EXERCISE DESCRIPTION:
In the listing below, tally each line that contains "TextureDeepfakeScorer". Reply with the total only.

PROVIDED MATERIAL:
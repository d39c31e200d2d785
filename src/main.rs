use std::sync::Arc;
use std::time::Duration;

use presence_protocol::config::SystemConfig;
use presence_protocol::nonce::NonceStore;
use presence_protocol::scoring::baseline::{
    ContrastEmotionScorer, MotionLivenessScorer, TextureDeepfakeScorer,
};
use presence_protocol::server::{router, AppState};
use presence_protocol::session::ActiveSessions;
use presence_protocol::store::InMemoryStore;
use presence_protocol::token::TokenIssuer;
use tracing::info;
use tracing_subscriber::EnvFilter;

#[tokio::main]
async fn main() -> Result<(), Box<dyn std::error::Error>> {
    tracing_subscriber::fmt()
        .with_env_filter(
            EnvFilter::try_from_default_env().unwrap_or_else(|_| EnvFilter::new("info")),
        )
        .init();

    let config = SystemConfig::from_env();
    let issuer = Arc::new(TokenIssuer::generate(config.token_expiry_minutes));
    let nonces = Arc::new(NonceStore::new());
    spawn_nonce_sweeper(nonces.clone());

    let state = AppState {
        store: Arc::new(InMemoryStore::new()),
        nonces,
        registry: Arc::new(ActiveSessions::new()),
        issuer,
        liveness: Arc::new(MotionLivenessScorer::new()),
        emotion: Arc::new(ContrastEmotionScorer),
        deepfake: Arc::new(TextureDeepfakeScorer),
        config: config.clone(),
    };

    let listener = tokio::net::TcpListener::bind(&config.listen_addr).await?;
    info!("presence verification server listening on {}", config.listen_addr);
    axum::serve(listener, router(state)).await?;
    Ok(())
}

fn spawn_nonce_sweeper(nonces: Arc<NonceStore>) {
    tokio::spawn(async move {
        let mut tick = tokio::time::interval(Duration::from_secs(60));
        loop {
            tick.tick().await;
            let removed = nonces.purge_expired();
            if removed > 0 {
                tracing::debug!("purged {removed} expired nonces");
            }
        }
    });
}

...

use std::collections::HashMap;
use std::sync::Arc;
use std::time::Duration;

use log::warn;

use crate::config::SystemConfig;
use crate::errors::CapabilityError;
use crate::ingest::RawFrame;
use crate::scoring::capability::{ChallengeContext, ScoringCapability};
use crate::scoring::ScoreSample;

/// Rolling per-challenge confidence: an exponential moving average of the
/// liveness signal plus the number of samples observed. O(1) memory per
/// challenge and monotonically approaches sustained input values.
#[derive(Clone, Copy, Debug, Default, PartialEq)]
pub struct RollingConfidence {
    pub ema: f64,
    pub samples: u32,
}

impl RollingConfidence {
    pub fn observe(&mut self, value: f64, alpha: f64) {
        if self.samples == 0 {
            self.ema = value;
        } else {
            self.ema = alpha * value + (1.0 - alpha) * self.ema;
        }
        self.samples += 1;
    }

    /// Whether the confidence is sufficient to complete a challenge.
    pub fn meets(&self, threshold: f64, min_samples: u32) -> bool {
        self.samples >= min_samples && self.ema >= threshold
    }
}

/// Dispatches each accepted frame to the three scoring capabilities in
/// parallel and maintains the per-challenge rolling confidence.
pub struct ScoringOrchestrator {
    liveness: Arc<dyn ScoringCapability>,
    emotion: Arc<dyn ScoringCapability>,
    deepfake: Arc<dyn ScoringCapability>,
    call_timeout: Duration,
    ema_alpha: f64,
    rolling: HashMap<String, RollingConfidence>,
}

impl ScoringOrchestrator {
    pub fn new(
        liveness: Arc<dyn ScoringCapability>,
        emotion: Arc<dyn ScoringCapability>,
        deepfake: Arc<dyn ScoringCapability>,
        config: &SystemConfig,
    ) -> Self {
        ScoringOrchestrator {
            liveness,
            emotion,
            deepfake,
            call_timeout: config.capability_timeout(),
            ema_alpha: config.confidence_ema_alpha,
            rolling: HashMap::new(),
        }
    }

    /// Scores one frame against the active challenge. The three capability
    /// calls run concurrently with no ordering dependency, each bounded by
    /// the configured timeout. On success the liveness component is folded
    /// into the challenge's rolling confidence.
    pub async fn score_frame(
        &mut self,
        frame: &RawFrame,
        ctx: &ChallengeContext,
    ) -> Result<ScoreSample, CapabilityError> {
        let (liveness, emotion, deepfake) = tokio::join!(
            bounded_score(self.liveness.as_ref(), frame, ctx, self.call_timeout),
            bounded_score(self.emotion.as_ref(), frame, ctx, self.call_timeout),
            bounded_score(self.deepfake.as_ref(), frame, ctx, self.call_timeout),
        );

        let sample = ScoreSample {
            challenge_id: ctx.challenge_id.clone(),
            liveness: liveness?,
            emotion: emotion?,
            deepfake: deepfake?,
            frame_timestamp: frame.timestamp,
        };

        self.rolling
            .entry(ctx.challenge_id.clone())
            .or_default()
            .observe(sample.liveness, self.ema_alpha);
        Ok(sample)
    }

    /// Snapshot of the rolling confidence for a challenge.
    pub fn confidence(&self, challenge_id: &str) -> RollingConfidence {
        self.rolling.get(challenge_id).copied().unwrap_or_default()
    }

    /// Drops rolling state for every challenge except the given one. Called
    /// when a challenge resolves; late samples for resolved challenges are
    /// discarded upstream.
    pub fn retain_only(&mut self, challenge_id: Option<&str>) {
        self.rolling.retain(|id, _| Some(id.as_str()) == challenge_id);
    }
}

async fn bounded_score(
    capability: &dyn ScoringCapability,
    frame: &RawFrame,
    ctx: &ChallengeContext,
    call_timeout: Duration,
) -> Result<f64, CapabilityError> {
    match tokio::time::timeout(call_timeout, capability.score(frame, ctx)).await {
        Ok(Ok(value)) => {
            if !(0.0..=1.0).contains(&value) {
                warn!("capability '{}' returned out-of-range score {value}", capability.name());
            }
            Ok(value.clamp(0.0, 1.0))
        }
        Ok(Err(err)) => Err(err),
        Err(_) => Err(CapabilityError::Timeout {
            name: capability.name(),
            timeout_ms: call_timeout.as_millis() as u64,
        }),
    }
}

...

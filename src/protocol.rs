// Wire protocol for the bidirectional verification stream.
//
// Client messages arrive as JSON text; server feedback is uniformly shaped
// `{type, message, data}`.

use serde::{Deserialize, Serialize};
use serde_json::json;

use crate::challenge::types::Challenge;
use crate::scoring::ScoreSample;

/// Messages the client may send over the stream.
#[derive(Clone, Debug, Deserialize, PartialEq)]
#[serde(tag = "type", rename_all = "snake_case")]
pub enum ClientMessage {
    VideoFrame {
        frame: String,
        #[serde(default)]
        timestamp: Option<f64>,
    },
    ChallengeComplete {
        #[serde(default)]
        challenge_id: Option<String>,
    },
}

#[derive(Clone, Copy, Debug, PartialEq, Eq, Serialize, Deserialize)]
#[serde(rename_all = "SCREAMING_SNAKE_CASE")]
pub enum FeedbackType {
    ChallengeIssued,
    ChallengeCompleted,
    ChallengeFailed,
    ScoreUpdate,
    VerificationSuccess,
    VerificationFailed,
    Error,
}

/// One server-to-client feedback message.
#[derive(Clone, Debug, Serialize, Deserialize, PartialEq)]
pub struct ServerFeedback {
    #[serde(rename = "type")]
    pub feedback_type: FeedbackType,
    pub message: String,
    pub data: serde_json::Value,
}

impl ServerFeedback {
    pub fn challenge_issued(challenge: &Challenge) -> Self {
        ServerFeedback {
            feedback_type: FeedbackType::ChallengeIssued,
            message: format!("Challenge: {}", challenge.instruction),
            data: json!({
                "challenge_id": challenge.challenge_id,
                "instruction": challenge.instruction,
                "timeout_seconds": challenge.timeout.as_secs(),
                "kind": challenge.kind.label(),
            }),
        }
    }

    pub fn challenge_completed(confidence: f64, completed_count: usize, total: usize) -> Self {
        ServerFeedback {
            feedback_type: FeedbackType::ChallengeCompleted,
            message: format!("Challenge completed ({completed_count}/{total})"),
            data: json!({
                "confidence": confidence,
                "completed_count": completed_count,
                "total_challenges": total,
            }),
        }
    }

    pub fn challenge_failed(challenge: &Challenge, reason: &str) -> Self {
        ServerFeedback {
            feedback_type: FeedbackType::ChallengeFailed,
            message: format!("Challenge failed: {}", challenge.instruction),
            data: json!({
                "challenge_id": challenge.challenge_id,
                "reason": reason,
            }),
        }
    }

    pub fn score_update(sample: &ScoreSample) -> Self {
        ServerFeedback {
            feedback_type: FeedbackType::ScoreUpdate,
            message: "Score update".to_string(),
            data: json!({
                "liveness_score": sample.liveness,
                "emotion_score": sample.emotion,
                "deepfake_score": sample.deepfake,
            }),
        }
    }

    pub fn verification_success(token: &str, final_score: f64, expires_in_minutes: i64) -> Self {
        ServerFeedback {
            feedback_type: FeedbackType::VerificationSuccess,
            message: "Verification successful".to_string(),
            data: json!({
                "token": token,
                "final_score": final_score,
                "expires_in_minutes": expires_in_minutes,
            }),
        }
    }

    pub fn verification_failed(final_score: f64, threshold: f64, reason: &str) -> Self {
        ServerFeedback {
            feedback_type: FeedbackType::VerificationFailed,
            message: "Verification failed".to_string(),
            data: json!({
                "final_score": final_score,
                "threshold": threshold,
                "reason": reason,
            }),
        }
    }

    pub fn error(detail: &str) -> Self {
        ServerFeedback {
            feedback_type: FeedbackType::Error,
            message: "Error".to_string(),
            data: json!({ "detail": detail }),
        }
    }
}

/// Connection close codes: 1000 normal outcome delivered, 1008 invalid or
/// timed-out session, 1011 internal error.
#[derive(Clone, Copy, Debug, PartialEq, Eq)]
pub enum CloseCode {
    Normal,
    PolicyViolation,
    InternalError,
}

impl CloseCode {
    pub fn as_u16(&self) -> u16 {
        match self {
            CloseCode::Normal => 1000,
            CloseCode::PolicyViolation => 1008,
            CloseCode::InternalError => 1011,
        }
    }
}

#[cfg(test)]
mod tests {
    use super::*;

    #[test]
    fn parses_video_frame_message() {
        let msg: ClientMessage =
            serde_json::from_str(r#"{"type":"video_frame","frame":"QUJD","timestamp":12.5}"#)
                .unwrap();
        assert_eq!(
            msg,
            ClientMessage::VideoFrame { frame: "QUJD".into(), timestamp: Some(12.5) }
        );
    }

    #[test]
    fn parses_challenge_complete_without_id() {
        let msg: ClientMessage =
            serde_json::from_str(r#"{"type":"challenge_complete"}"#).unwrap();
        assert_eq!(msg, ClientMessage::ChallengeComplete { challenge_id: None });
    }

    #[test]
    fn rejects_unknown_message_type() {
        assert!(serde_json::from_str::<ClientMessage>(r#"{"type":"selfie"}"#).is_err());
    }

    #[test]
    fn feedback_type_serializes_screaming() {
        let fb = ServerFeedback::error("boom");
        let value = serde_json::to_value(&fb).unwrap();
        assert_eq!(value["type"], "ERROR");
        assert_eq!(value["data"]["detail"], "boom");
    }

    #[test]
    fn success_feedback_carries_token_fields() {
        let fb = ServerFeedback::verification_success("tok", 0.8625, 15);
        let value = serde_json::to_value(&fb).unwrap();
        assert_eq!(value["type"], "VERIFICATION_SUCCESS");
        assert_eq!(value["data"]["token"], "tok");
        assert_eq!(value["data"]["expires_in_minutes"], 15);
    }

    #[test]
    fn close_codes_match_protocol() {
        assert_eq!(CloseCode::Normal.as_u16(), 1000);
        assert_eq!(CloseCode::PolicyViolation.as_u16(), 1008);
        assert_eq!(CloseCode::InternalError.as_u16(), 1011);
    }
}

ANSWER AREA:
2